Task to complete:
Which lines run from the line with "F: FnOnce() ->" through the line with "drop(permit);" in the entries below? Print them exactly, both ends included, and nothing more.

Supplied information:
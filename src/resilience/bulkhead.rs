//! Named bulkhead: bounds concurrent in-flight operations with a
//! bounded FIFO wait queue (`SPEC_FULL.md` §4.3). Built on
//! `tokio::sync::Semaphore`, whose waiters are already served FIFO;
//! this wrapper adds the queue-depth accounting the spec's rejection
//! rule needs (`queued >= max_queue` → reject instead of wait).

use std::sync::atomic::{AtomicU32, Ordering};
use std::sync::Arc;

use tokio::sync::Semaphore;

use crate::error::CoreError;

#[derive(Debug, Clone, Copy)]
pub struct BulkheadConfig {
    pub max_concurrent: u32,
    pub max_queue: u32,
}

#[derive(Debug, Default)]
pub struct BulkheadMetrics {
    pub active: u32,
    pub queued: u32,
    pub rejections: u64,
}

pub struct Bulkhead {
    name: String,
    config: BulkheadConfig,
    semaphore: Arc<Semaphore>,
    /// Tasks that have passed admission control (active + queued),
    /// capped at `max_concurrent + max_queue`. Reserved via a single
    /// atomic compare-and-swap loop so concurrent arrivals can't both
    /// observe spare queue capacity and overrun it (a plain
    /// load-then-increment would race).
    admitted: AtomicU32,
    rejections: AtomicU32,
}

impl Bulkhead {
    pub fn new(name: impl Into<String>, config: BulkheadConfig) -> Self {
        Self {
            name: name.into(),
            semaphore: Arc::new(Semaphore::new(config.max_concurrent as usize)),
            config,
            admitted: AtomicU32::new(0),
            rejections: AtomicU32::new(0),
        }
    }

    fn active(&self) -> u32 {
        self.config.max_concurrent - self.semaphore.available_permits() as u32
    }

    pub fn metrics(&self) -> BulkheadMetrics {
        let active = self.active();
        let admitted = self.admitted.load(Ordering::Relaxed);
        BulkheadMetrics {
            active,
            queued: admitted.saturating_sub(active),
            rejections: self.rejections.load(Ordering::Relaxed) as u64,
        }
    }

    pub fn utilization(&self) -> f64 {
        self.active() as f64 / self.config.max_concurrent as f64
    }

    pub async fn call<F, Fut, T>(&self, op: F) -> Result<T, CoreError>
    where
        F: FnOnce() -> Fut,
        Fut: std::future::Future<Output = Result<T, CoreError>>,
    {
        let total_capacity = self.config.max_concurrent + self.config.max_queue;
        let reserved = self
            .admitted
            .fetch_update(Ordering::SeqCst, Ordering::SeqCst, |current| {
                if current < total_capacity {
                    Some(current + 1)
                } else {
                    None
                }
            });

        if reserved.is_err() {
            self.rejections.fetch_add(1, Ordering::Relaxed);
            return Err(CoreError::BulkheadFull {
                operation: self.name.clone(),
                active: self.active(),
                queued: self.config.max_queue,
            });
        }

        let permit = self
            .semaphore
            .clone()
            .acquire_owned()
            .await
            .map_err(|_| CoreError::fatal("bulkhead semaphore closed"))?;

        let result = op().await;

        drop(permit);
        self.admitted.fetch_sub(1, Ordering::SeqCst);

        result
    }
}

#[cfg(test)]
mod tests {
    use super::*;
    use std::sync::atomic::AtomicU32 as Counter;
    use std::time::Duration;

    #[tokio::test]
    async fn bounds_concurrency_and_rejects_past_queue() {
        let bulkhead = Arc::new(Bulkhead::new(
            "extract",
            BulkheadConfig {
                max_concurrent: 5,
                max_queue: 10,
            },
        ));
        let in_flight = Arc::new(Counter::new(0));
        let max_observed = Arc::new(Counter::new(0));

        let mut handles = Vec::new();
        for _ in 0..20 {
            let bulkhead = bulkhead.clone();
            let in_flight = in_flight.clone();
            let max_observed = max_observed.clone();
            handles.push(tokio::spawn(async move {
                bulkhead
                    .call(|| async move {
                        let now = in_flight.fetch_add(1, Ordering::SeqCst) + 1;
                        max_observed.fetch_max(now, Ordering::SeqCst);
                        tokio::time::sleep(Duration::from_millis(10)).await;
                        in_flight.fetch_sub(1, Ordering::SeqCst);
                        Ok::<_, CoreError>(())
                    })
                    .await
            }));
        }

        let results: Vec<_> = futures_results(handles).await;
        let rejected = results
            .iter()
            .filter(|r| matches!(r, Err(CoreError::BulkheadFull { .. })))
            .count();
        let accepted = results.iter().filter(|r| r.is_ok()).count();

        assert!(max_observed.load(Ordering::SeqCst) <= 5);
        assert_eq!(accepted + rejected, 20);
        assert_eq!(rejected, 5);
        assert_eq!(accepted, 15);
    }

    async fn futures_results(
        handles: Vec<tokio::task::JoinHandle<Result<(), CoreError>>>,
    ) -> Vec<Result<(), CoreError>> {
        let mut out = Vec::new();
        for h in handles {
            out.push(h.await.expect("task panicked"));
        }
        out
    }
}
//! Resumable enrichment checkpoint (`SPEC_FULL.md` §4.5): a flat JSON
//! file, not a DB table — distinct from the teacher's DB-backed sync
//! checkpoint (`ingest.rs`'s `checkpoints` table), which tracks a
//! different pipeline's cursor entirely.

use std::collections::HashSet;
use std::path::Path;

use anyhow::{Context, Result};
use serde::{Deserialize, Serialize};

#[derive(Debug, Clone, Serialize, Deserialize)]
pub struct FailedEntry {
    pub hash: String,
    pub source: String,
    pub error: String,
    pub retry_count: u32,
}

#[derive(Debug, Clone, Default, Serialize, Deserialize)]
pub struct Checkpoint {
    #[serde(default)]
    pub processed_hashes: HashSet<String>,
    #[serde(default)]
    pub failed_hashes: Vec<FailedEntry>,
}

impl Checkpoint {
    pub fn load(path: &Path) -> Result<Self> {
        if !path.exists() {
            return Ok(Self::default());
        }
        let content = std::fs::read_to_string(path)
            .with_context(|| format!("failed to read checkpoint {}", path.display()))?;
        serde_json::from_str(&content)
            .with_context(|| format!("malformed checkpoint JSON at {}", path.display()))
    }

    pub fn save(&self, path: &Path) -> Result<()> {
        if let Some(parent) = path.parent() {
            std::fs::create_dir_all(parent)?;
        }
        let content = serde_json::to_string_pretty(self)?;
        std::fs::write(path, content)
            .with_context(|| format!("failed to write checkpoint {}", path.display()))
    }

    pub fn is_processed(&self, hash: &str) -> bool {
        self.processed_hashes.contains(hash)
    }

    pub fn mark_processed(&mut self, hash: &str) {
        self.processed_hashes.insert(hash.to_string());
        self.failed_hashes.retain(|f| f.hash != hash);
    }

    /// Records a failure, bumping `retry_count` if this hash already
    /// failed before.
    pub fn mark_failed(&mut self, hash: &str, source: &str, error: &str) {
        if let Some(existing) = self.failed_hashes.iter_mut().find(|f| f.hash == hash) {
            existing.retry_count += 1;
            existing.error = error.to_string();
        } else {
            self.failed_hashes.push(FailedEntry {
                hash: hash.to_string(),
                source: source.to_string(),
                error: error.to_string(),
                retry_count: 0,
            });
        }
    }

    /// `--clean-checkpoint`: drop all state and start over.
    pub fn clear(&mut self) {
        self.processed_hashes.clear();
        self.failed_hashes.clear();
    }

    /// `--retry-failed`: the set of hashes worth attempting again.
    pub fn failed_hash_set(&self) -> HashSet<String> {
        self.failed_hashes.iter().map(|f| f.hash.clone()).collect()
    }
}

#[cfg(test)]
mod tests {
    use super::*;

    #[test]
    fn round_trips_through_disk() {
        let dir = tempfile::tempdir().unwrap();
        let path = dir.path().join("checkpoint.json");

        let mut checkpoint = Checkpoint::default();
        checkpoint.mark_processed("hash-a");
        checkpoint.mark_failed("hash-b", "b.txt", "timeout");
        checkpoint.save(&path).unwrap();

        let reloaded = Checkpoint::load(&path).unwrap();
        assert!(reloaded.is_processed("hash-a"));
        assert_eq!(reloaded.failed_hashes.len(), 1);
        assert_eq!(reloaded.failed_hashes[0].retry_count, 0);
    }

    #[test]
    fn missing_file_yields_empty_checkpoint() {
        let dir = tempfile::tempdir().unwrap();
        let path = dir.path().join("does-not-exist.json");
        let checkpoint = Checkpoint::load(&path).unwrap();
        assert!(checkpoint.processed_hashes.is_empty());
    }

    #[test]
    fn repeated_failure_increments_retry_count() {
        let mut checkpoint = Checkpoint::default();
        checkpoint.mark_failed("hash-a", "a.txt", "first error");
        checkpoint.mark_failed("hash-a", "a.txt", "second error");
        assert_eq!(checkpoint.failed_hashes.len(), 1);
        assert_eq!(checkpoint.failed_hashes[0].retry_count, 1);
        assert_eq!(checkpoint.failed_hashes[0].error, "second error");
    }

    #[test]
    fn marking_processed_clears_prior_failure() {
        let mut checkpoint = Checkpoint::default();
        checkpoint.mark_failed("hash-a", "a.txt", "timeout");
        checkpoint.mark_processed("hash-a");
        assert!(checkpoint.is_processed("hash-a"));
        assert!(checkpoint.failed_hashes.is_empty());
    }

    #[test]
    fn clear_resets_all_state() {
        let mut checkpoint = Checkpoint::default();
        checkpoint.mark_processed("hash-a");
        checkpoint.mark_failed("hash-b", "b.txt", "timeout");
        checkpoint.clear();
        assert!(checkpoint.processed_hashes.is_empty());
        assert!(checkpoint.failed_hashes.is_empty());
    }
}
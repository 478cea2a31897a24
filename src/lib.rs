//! # Noesis
//!
//! **A local-first concept index over a folder of plain-text notes.**
//!
//! Noesis seeds a SQLite database from a `--filesdir` of documents: it
//! extracts concepts and technical terms via an LLM, builds a
//! deduplicated concept index across the whole corpus, chunks and
//! embeds everything, and exposes the result as eight retrieval tools
//! (concept search, catalog search, chunk search, category browsing)
//! over a small JSON HTTP surface.
//!
//! ## Architecture
//!
//! ```text
//! ┌─────────────┐   ┌───────────────┐   ┌───────────┐
//! │ --filesdir  │──▶│  seed         │──▶│  SQLite   │
//! │  (text)     │   │ extract+embed │   │ FTS5+Vec  │
//! └─────────────┘   └───────────────┘   └─────┬─────┘
//!                                              │
//!                        ┌─────────────────────┤
//!                        ▼                     ▼
//!                  ┌───────────┐         ┌───────────┐
//!                  │  ranking  │────────▶│   tools   │
//!                  │  engine   │         │  (HTTP)   │
//!                  └───────────┘         └───────────┘
//! ```
//!
//! ## Data Flow
//!
//! 1. [`source_loader`] walks `--filesdir` into `{source, text, hash}` tuples.
//! 2. [`seed`] filters against the [`enrichment::checkpoint`] state, then
//!    runs concept extraction ([`enrichment::worker_pool`]) concurrently.
//! 3. [`chunking`] splits each document into paragraph-bounded [`models::Chunk`]s,
//!    which [`enrichment`] re-enriches with matched concepts.
//! 4. [`enrichment::concept_index`] unions extracted names across the whole
//!    corpus into [`models::Concept`] rows; new categories are summarized
//!    incrementally ([`enrichment::categories`]).
//! 5. Everything with text is embedded via the configured
//!    [`embedding`] provider and persisted through [`store`]'s four
//!    collections.
//! 6. [`ranking`] answers hybrid (vector + BM25 + title + concept +
//!    WordNet) queries, surfaced as [`tools`] over [`server`]'s HTTP API.
//!
//! ## Quick Start
//!
//! ```bash
//! noesis-seed --filesdir ./notes --dbpath ./data/noesis.db
//! noesis-seed --filesdir ./notes --dbpath ./data/noesis.db --serve
//! ```
//!
//! ## Modules
//!
//! | Module | Purpose |
//! |--------|---------|
//! | [`config`] | TOML configuration parsing, env overlay, and validation |
//! | [`models`] | Core data types: `Document`, `Chunk`, `Concept`, `Category` |
//! | [`ids`] | Deterministic id derivation (SHA-256-based) |
//! | [`store`] | Storage abstraction over the four SQLite collections |
//! | [`cache`] | Embedding/search/name-lookup caches |
//! | [`resilience`] | Retry, circuit breaker, bulkhead, timeout, fallback |
//! | [`ranking`] | Hybrid scoring engine (vector + BM25 + title + concept + WordNet) |
//! | [`enrichment`] | Concept extraction, matching, index construction, checkpoint |
//! | [`embedding`] | Embedding provider trait, OpenAI/Ollama implementations |
//! | [`chunking`] | Paragraph-boundary text chunker |
//! | [`source_loader`] | Minimal `--filesdir` walker |
//! | [`seed`] | Seeding pipeline orchestration |
//! | [`context`] | Composition root shared by the seeder and the tool surface |
//! | [`tools`] | The eight built-in `Tool` implementations |
//! | [`traits`] | The `Tool` trait and its registry |
//! | [`server`] | JSON HTTP tool surface (Axum) with CORS |
//! | [`db`] | SQLite connection pool with WAL mode |
//! | [`migrate`] | Database schema migrations (idempotent) |
//! | [`progress`] | Sync/enrichment progress reporting |
//!
//! ## Configuration
//!
//! Noesis is configured via a TOML file. See [`config`] for all
//! available options and [`config::load_config`] for validation rules.

pub mod cache;
pub mod chunking;
pub mod config;
pub mod context;
pub mod db;
pub mod embedding;
pub mod enrichment;
pub mod error;
pub mod ids;
pub mod migrate;
pub mod models;
pub mod progress;
pub mod ranking;
pub mod resilience;
pub mod seed;
pub mod server;
pub mod source_loader;
pub mod store;
pub mod tools;
pub mod traits;
//! Storage Abstraction Layer — four typed collections over SQLite.
//!
//! Each collection (`CatalogCollection`, `ChunkCollection`,
//! `ConceptCollection`, `CategoryCollection`) exposes the same
//! capability set (`SPEC_FULL.md` §4.1/§9): vector search, filtered
//! query, batch upsert/delete, and count. Rather than a class
//! hierarchy, that capability set is a single [`Collection`] trait
//! parametric over an item type, implemented once per concrete
//! collection — composition over inheritance, following the storage
//! trait shape in the teacher's `Store` abstraction but split into
//! four narrower collections instead of one do-everything trait.
//!
//! The layer does not rank results: `vector_search` returns rows
//! ordered by ascending distance and `filter_query` returns rows
//! matching a predicate in storage order. Scoring and fusion live in
//! [`crate::ranking`].
//!
//! **Vector index policy.** Below 100k rows a linear scan beats the
//! cost of training a partitioned index, so every collection scans
//! linearly regardless of size; an IVF+PQ-style index above that
//! threshold is named as a future extension point (`VectorIndex`
//! below) rather than built here — no corpus in this deployment's
//! target range approaches 100k rows per collection, and an untested
//! quantized index is a correctness risk the linear scan avoids.

pub mod catalog;
pub mod category;
pub mod chunk;
pub mod concept;

use async_trait::async_trait;
use serde::{de::DeserializeOwned, Serialize};

use crate::error::{CoreError, CoreResult};

/// Row count above which an implementation should prefer a
/// partitioned vector index over a linear scan (`SPEC_FULL.md` §4.1).
/// Advisory only — see module docs.
pub const VECTOR_INDEX_THRESHOLD: usize = 100_000;

/// A row returned from [`Collection::vector_search`], carrying the
/// item plus its distance from the query vector (ascending = closer).
#[derive(Debug, Clone)]
pub struct DistanceRow<T> {
    pub item: T,
    pub distance: f32,
}

/// Exact/range filter predicates supported by `filter_query`
/// (`SPEC_FULL.md` §4.1 — "exact/range filters on integer ids and
/// string equality").
#[derive(Debug, Clone)]
pub enum Filter {
    IdEq(u64),
    IdIn(Vec<u64>),
    NameEq(String),
    SourceEq(String),
    CatalogIdEq(u64),
    /// Substring match against a text column, case-insensitive.
    TextContains(String),
    All,
}

/// The capability set every collection exposes (`SPEC_FULL.md` §9:
/// "expose it as a capability set ... avoid inheritance; use
/// composition/parametric types").
#[async_trait]
pub trait Collection {
    type Item: Send + Sync;

    async fn vector_search(
        &self,
        query_vec: &[f32],
        limit: usize,
    ) -> CoreResult<Vec<DistanceRow<Self::Item>>>;

    async fn filter_query(&self, filter: &Filter, limit: usize) -> CoreResult<Vec<Self::Item>>;

    async fn batch_upsert(&self, items: &[Self::Item]) -> CoreResult<()>;

    async fn batch_delete(&self, ids: &[u64]) -> CoreResult<()>;

    async fn count(&self) -> CoreResult<u64>;
}

pub(crate) fn map_sqlx_err(err: sqlx::Error) -> CoreError {
    match err {
        sqlx::Error::RowNotFound => CoreError::not_found("row not found"),
        other => CoreError::transient("sqlite", other.to_string()),
    }
}

pub(crate) fn to_json<T: Serialize>(value: &T) -> String {
    serde_json::to_string(value).unwrap_or_else(|_| "[]".to_string())
}

pub(crate) fn from_json<T: DeserializeOwned + Default>(raw: &str) -> T {
    serde_json::from_str(raw).unwrap_or_default()
}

Solution to this exercise:
        F: FnOnce() -> Fut,
        Fut: std::future::Future<Output = Result<T, CoreError>>,
    {
        let total_capacity = self.config.max_concurrent + self.config.max_queue;
        let reserved = self
            .admitted
            .fetch_update(Ordering::SeqCst, Ordering::SeqCst, |current| {
                if current < total_capacity {
                    Some(current + 1)
                } else {
                    None
                }
            });

        if reserved.is_err() {
            self.rejections.fetch_add(1, Ordering::Relaxed);
            return Err(CoreError::BulkheadFull {
                operation: self.name.clone(),
                active: self.active(),
                queued: self.config.max_queue,
            });
        }

        let permit = self
            .semaphore
            .clone()
            .acquire_owned()
            .await
            .map_err(|_| CoreError::fatal("bulkhead semaphore closed"))?;

        let result = op().await;

        drop(permit);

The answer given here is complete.